Entries supplied Block Start

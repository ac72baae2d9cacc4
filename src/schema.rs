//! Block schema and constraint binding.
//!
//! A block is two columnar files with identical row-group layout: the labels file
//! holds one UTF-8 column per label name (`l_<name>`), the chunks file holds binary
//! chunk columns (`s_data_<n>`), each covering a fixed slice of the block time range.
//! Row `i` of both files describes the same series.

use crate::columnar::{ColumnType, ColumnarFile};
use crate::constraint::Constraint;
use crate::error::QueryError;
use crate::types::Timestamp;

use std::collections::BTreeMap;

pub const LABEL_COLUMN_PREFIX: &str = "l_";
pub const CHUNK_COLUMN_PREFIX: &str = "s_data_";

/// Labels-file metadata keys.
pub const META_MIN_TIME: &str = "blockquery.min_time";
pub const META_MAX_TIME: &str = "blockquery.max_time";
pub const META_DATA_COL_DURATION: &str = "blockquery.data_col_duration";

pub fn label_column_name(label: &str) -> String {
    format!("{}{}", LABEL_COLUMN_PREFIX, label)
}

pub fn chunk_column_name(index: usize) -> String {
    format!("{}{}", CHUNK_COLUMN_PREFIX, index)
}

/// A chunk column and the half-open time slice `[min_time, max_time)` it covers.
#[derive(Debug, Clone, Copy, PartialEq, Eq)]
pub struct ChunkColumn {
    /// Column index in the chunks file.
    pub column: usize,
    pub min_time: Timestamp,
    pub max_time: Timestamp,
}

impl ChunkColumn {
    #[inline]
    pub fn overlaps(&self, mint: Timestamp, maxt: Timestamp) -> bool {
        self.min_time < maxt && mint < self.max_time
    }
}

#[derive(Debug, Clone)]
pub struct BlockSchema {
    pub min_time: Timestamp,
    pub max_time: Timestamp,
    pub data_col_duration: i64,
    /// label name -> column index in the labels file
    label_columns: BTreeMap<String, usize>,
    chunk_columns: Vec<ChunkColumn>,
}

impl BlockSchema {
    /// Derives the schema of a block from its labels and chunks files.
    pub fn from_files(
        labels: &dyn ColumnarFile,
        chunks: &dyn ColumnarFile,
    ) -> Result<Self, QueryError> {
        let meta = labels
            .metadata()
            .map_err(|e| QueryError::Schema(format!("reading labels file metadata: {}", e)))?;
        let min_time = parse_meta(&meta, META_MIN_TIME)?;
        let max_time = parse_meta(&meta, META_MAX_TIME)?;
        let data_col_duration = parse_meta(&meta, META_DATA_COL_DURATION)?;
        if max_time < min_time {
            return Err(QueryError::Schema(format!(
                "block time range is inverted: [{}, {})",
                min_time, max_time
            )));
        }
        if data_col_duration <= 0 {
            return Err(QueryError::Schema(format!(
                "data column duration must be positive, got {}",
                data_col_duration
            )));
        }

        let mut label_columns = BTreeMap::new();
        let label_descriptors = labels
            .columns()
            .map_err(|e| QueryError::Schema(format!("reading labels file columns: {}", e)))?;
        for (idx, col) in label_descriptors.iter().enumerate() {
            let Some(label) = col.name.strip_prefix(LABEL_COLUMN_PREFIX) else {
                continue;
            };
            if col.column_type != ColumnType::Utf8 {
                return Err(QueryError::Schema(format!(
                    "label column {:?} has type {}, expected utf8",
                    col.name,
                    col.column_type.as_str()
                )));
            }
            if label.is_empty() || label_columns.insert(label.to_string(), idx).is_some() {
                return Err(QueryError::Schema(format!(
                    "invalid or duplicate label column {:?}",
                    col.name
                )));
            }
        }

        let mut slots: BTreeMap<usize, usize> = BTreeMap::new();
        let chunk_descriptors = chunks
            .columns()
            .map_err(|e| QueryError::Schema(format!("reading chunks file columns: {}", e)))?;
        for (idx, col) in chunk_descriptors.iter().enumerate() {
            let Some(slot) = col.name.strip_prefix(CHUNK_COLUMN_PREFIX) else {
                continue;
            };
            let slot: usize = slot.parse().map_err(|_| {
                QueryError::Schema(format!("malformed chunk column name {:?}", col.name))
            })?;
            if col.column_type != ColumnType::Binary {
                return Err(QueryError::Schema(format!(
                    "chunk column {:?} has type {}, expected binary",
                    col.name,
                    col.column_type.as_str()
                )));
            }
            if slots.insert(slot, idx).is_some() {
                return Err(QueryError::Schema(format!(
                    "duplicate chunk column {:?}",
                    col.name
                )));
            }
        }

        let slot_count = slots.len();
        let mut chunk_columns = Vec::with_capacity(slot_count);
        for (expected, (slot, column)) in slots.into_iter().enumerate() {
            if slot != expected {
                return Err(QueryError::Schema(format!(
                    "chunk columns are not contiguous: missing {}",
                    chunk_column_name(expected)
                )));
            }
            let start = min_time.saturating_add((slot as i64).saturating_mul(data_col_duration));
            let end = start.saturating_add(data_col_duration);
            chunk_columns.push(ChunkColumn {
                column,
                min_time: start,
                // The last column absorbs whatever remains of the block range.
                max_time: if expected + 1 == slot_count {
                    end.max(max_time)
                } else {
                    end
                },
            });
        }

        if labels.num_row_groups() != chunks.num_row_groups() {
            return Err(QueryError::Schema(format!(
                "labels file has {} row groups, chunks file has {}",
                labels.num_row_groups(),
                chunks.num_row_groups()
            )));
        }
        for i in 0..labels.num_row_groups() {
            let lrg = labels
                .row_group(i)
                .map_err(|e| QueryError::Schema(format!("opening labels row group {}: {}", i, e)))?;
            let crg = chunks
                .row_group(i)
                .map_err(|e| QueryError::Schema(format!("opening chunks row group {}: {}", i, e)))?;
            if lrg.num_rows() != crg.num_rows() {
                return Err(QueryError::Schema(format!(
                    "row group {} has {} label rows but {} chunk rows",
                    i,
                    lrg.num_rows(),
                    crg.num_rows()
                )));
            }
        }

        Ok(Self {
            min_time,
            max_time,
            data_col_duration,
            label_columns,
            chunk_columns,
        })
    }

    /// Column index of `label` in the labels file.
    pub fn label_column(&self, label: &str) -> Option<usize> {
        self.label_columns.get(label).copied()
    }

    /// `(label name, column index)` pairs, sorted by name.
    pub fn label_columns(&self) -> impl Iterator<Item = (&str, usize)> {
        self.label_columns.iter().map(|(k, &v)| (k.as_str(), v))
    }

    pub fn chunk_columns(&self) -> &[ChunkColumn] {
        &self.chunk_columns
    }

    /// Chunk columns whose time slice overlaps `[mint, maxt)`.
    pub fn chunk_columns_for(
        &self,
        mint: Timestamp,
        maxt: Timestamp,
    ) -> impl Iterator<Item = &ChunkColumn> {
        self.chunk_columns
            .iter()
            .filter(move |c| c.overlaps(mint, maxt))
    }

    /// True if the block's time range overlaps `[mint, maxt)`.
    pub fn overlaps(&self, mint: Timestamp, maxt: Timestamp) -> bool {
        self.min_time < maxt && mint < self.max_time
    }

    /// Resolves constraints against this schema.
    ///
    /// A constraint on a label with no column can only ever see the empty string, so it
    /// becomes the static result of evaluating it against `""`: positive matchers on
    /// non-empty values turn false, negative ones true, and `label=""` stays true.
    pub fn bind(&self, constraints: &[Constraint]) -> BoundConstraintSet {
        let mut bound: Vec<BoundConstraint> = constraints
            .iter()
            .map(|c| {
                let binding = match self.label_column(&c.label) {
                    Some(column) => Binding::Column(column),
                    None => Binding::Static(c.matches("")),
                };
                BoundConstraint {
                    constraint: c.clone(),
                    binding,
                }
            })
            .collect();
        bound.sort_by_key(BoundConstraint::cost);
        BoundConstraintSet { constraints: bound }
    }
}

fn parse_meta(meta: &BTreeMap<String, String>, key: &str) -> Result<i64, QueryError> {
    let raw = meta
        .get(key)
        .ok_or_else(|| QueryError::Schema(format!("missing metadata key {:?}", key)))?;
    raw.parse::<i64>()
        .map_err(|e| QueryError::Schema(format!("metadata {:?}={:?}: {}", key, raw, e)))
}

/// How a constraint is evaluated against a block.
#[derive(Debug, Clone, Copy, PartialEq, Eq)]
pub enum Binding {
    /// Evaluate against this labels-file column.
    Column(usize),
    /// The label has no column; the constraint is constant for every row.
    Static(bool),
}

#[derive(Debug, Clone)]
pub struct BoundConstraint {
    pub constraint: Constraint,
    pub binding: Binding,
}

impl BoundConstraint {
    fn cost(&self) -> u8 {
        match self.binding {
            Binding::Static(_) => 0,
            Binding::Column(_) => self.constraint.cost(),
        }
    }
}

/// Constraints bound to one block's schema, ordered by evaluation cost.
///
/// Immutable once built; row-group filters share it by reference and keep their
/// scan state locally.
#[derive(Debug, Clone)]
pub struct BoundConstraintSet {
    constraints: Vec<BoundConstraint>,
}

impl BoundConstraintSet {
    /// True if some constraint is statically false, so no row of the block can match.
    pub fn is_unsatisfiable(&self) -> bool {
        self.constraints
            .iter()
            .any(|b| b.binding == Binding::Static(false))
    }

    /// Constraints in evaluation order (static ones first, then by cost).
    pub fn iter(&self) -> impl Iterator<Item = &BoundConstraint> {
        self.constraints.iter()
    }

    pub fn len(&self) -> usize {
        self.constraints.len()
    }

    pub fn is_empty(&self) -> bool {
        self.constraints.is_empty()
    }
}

Entries supplied Block End

» Your assignment
Search the material for the word "slots". Each line where it is found must be copied.

» Response below
        let mut slots: BTreeMap<usize, usize> = BTreeMap::new();
            if slots.insert(slot, idx).is_some() {
        let slot_count = slots.len();
        for (expected, (slot, column)) in slots.into_iter().enumerate() {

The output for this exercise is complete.